Attacking in Territory War is presented in the same manner as other strategy games. The player will need to either aim or adjust the trajectory of their weapons in order to hit the enemy. The grenade for example needs the player’s input on the angle and strength of the throw, using the directional keys to control the direction and angle of the throw, while the space bar manages the power of the throw. Mastering the art of throwing a grenade will definitely make your life easier in this game since the grenade is the most damaging weapon in your whole small arsenal. A rifle is also available and can be used quite efficiently since it is easy to use, just aim with the directional keys then shoot – it is that simple. And last but not the least, the last attack option our stick trooper utilizes is the boot or as we call it, the Spartan kick since it reminded us of the movie 300. It might not be the most useful attack in terms of damage but it can definitely eliminate an opposing soldier especially if they are near a ravine or a cliff - we love kicking soldiers off crevices while shouting Leonidas’ memorable line from movie 300.

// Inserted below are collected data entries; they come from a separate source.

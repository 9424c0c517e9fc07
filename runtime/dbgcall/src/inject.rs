//! Injection orchestrator
//!
//! Runs on the debugger's thread. Validates the request, arms the
//! dispatcher, signals the target thread and sleeps until the trap handler
//! reports back. Transient scheduling states are retried with a short
//! backoff, up to the configured number of attempts.

use std::thread;

use log::{debug, trace, warn};

use crate::arch::Arch;
use crate::config::{InjectorConfig, RetryPolicy};
use crate::dispatch::{ArmGuard, Dispatcher};
use crate::error::{InjectError, Result};
use crate::handler::{CallHandler, CallOutcome};
use crate::marshal::RegArgs;
use crate::unit::{ExecutionUnit, ThreadSignaler};
use crate::value::{FramePtr, FuncVal, Value};

/// One call to inject
#[derive(Debug)]
pub struct CallRequest<'a, U, S> {
    /// Unit to run the call on; must be locked to its thread
    pub unit: &'a U,

    /// Function to call
    pub func: Value<'a>,

    /// Register-passed arguments; results come back in
    /// [`CallOutcome::reg_results`]
    pub reg_args: Option<RegArgs>,

    /// Stack argument frame: a pointer or nil
    pub stack_args: Value<'a>,

    /// Surface "not at a safe point" instead of retrying through it
    pub return_on_unsafe_point: bool,

    /// Delivers the trap signal
    pub signaler: S,
}

impl<'a, U, S> CallRequest<'a, U, S> {
    pub fn new(unit: &'a U, func: impl Into<Value<'a>>, signaler: S) -> Self {
        Self {
            unit,
            func: func.into(),
            reg_args: None,
            stack_args: Value::Nil,
            return_on_unsafe_point: false,
            signaler,
        }
    }

    pub fn reg_args(mut self, args: RegArgs) -> Self {
        self.reg_args = Some(args);
        self
    }

    pub fn stack_args(mut self, args: impl Into<Value<'a>>) -> Self {
        self.stack_args = args.into();
        self
    }

    pub fn return_on_unsafe_point(mut self, value: bool) -> Self {
        self.return_on_unsafe_point = value;
        self
    }
}

/// Injects calls through one dispatcher
pub struct Injector<'d, A: Arch, U> {
    dispatcher: &'d Dispatcher<A, U>,
    retry: RetryPolicy,
}

impl<'d, A: Arch, U: ExecutionUnit> Injector<'d, A, U> {
    pub fn new(dispatcher: &'d Dispatcher<A, U>) -> Self {
        Self::with_config(dispatcher, InjectorConfig::default())
    }

    pub fn with_config(dispatcher: &'d Dispatcher<A, U>, config: InjectorConfig) -> Self {
        Self {
            dispatcher,
            retry: config.retry,
        }
    }

    pub fn retry_policy(&self) -> RetryPolicy {
        self.retry
    }

    /// Run `request.func` on the request's execution unit
    ///
    /// Blocks until the call finished and the unit's context was restored,
    /// or until an error. A panic inside the called function is not an
    /// error: it is returned in [`CallOutcome::panic`].
    pub fn inject_call<S: ThreadSignaler>(
        &self,
        request: CallRequest<'_, U, S>,
    ) -> Result<CallOutcome> {
        let CallRequest {
            unit,
            func,
            reg_args,
            stack_args,
            return_on_unsafe_point,
            signaler,
        } = request;

        if !unit.is_locked() {
            return Err(InjectError::NotLocked);
        }
        let tid = unit.locked_thread().ok_or(InjectError::MissingThreadId)?;
        let func = match func {
            Value::Func(func) => func,
            other => return Err(InjectError::NotAFunction { kind: other.kind() }),
        };
        let frame = stack_frame(stack_args)?;

        let handler = CallHandler::<A, U>::new(unit, tid, func, reg_args, frame);
        self.dispatcher.arm(&handler)?;
        let _armed = ArmGuard::new(self.dispatcher, &handler);

        debug!(
            "injecting call to {:#x} on thread {} ({} byte frame)",
            func.entry,
            tid,
            handler.frame_size()
        );
        self.run_attempts(&handler, &signaler, return_on_unsafe_point, func)
    }

    fn run_attempts<S: ThreadSignaler>(
        &self,
        handler: &CallHandler<'_, A, U>,
        signaler: &S,
        return_on_unsafe_point: bool,
        func: FuncVal,
    ) -> Result<CallOutcome> {
        let tid = handler.tid();
        let mut attempt = 1;
        loop {
            handler.reset();
            self.dispatcher.arm(handler)?;
            trace!("attempt {attempt}: signalling thread {tid}");
            signaler
                .signal(tid)
                .map_err(|source| InjectError::Signal { tid, source })?;
            handler.wait();
            self.dispatcher.pause();

            let err = match handler.outcome() {
                Ok(outcome) => {
                    debug!(
                        "call to {:#x} finished after {attempt} attempt(s){}",
                        func.entry,
                        if outcome.panic.is_some() { " with panic" } else { "" }
                    );
                    return Ok(outcome);
                }
                Err(fault) => InjectError::from_fault(fault, return_on_unsafe_point),
            };

            if !err.is_transient() || attempt >= self.retry.max_attempts {
                warn!("call to {:#x} failed after {attempt} attempt(s): {err}", func.entry);
                return Err(err);
            }
            warn!("attempt {attempt} on thread {tid}: {err}, retrying");
            if self.retry.backoff_us > 0 {
                thread::sleep(self.retry.backoff());
            }
            thread::yield_now();
            attempt += 1;
        }
    }
}

fn stack_frame(args: Value<'_>) -> Result<Option<FramePtr<'_>>> {
    match args {
        Value::Nil => Ok(None),
        Value::Pointer(frame) => Ok(Some(frame)),
        other => Err(InjectError::InvalidStackArgs { kind: other.kind() }),
    }
}

#[cfg(test)]
mod tests {
    use super::*;
    use crate::arch::Aarch64;
    use crate::dispatch::TrampolineRange;
    use crate::unit::{ThreadId, UnitStatus};
    use std::cell::Cell;
    use std::io;

    const TRAMPOLINE: TrampolineRange = TrampolineRange::new(0x1000, 0x1000, 0x1100);

    struct Unit {
        locked: bool,
        tid: Option<ThreadId>,
    }

    impl ExecutionUnit for Unit {
        fn is_locked(&self) -> bool {
            self.locked
        }

        fn locked_thread(&self) -> Option<ThreadId> {
            self.tid
        }

        fn status(&self) -> UnitStatus {
            UnitStatus::Running
        }
    }

    const LOCKED: Unit = Unit {
        locked: true,
        tid: Some(ThreadId(3)),
    };

    fn func() -> FuncVal {
        FuncVal {
            entry: 0x4000,
            closure: 0x4100,
        }
    }

    fn check_validation(unit: &Unit, func: Value<'_>, stack_args: Value<'_>) -> InjectError {
        let dispatcher = Dispatcher::<Aarch64, Unit>::new(TRAMPOLINE);
        let sent = Cell::new(0);
        let signaler = |_tid: ThreadId| -> io::Result<()> {
            sent.set(sent.get() + 1);
            Ok(())
        };
        let request = CallRequest::new(unit, func, signaler).stack_args(stack_args);
        let err = Injector::new(&dispatcher).inject_call(request).unwrap_err();
        assert_eq!(sent.get(), 0);
        assert!(!dispatcher.is_armed());
        err
    }

    #[test]
    fn unlocked_unit_rejected() {
        let unit = Unit {
            locked: false,
            tid: Some(ThreadId(3)),
        };
        let err = check_validation(&unit, func().into(), Value::Nil);
        assert!(matches!(err, InjectError::NotLocked));
        assert_eq!(err.to_string(), "execution unit not locked to thread");
    }

    #[test]
    fn missing_tid_rejected() {
        let unit = Unit {
            locked: true,
            tid: None,
        };
        let err = check_validation(&unit, func().into(), Value::Nil);
        assert!(matches!(err, InjectError::MissingThreadId));
    }

    #[test]
    fn non_function_rejected() {
        let err = check_validation(&LOCKED, Value::Scalar(1), Value::Nil);
        assert_eq!(err.to_string(), "fn must be a function (got scalar)");
    }

    #[test]
    fn non_pointer_args_rejected() {
        let err = check_validation(&LOCKED, func().into(), Value::Scalar(1));
        assert_eq!(err.to_string(), "args must be a pointer or nil (got scalar)");
    }

    #[test]
    fn signal_failure_after_one_attempt() {
        let dispatcher = Dispatcher::<Aarch64, Unit>::new(TRAMPOLINE);
        let sent = Cell::new(0);
        let signaler = |_tid: ThreadId| -> io::Result<()> {
            sent.set(sent.get() + 1);
            Err(io::Error::new(io::ErrorKind::NotFound, "no such thread"))
        };
        let err = Injector::new(&dispatcher)
            .inject_call(CallRequest::new(&LOCKED, func(), signaler))
            .unwrap_err();
        assert_eq!(sent.get(), 1);
        assert!(matches!(err, InjectError::Signal { tid: ThreadId(3), .. }));
        assert!(!dispatcher.is_armed());
    }

    #[test]
    fn default_retry_policy() {
        let dispatcher = Dispatcher::<Aarch64, Unit>::new(TRAMPOLINE);
        let policy = Injector::new(&dispatcher).retry_policy();
        assert_eq!(policy, RetryPolicy::default());
    }
}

Territory War also provides additional modes of play to keep players happy once they have finished playing the main campaign. The Challenge Mode requires players to accomplish certain objectives in order to clear each level. Additional game modes such as the Grenade Tossing Mode - where the player needs to throw a grenade through a golden ring and the classic Shooting Mode are provided to keep Territory War alive for just a few more hours. One additional mode we totally enjoyed was the Custom Battle, where you can fight with another player, not the same old CPU. While playing against a friend is fun, the fact that both of you must share the same keyboard and must constantly swap places in order to take turns can get annoying and tiresome. Still, these bonus modes accomplished what they needed to do and that was to add replay value to the game.

Mission Accomplished

Territory War might not be a powerhouse in terms of visuals but it certainly is a contender when it comes to game music. With a tried and tested gameplay formula and additional content to keep people playing, Afro Ninja's Territory War is a game worth recommending to strategy game enthusiasts and to new players looking for game to keep them occupied during their free time. While improvements were needed in some areas of the game, the game’s shortcomings were easily overlooked thanks to the game’s other merits. Territory War won the battle but unfortunately did not win the war; we give it an 85/100.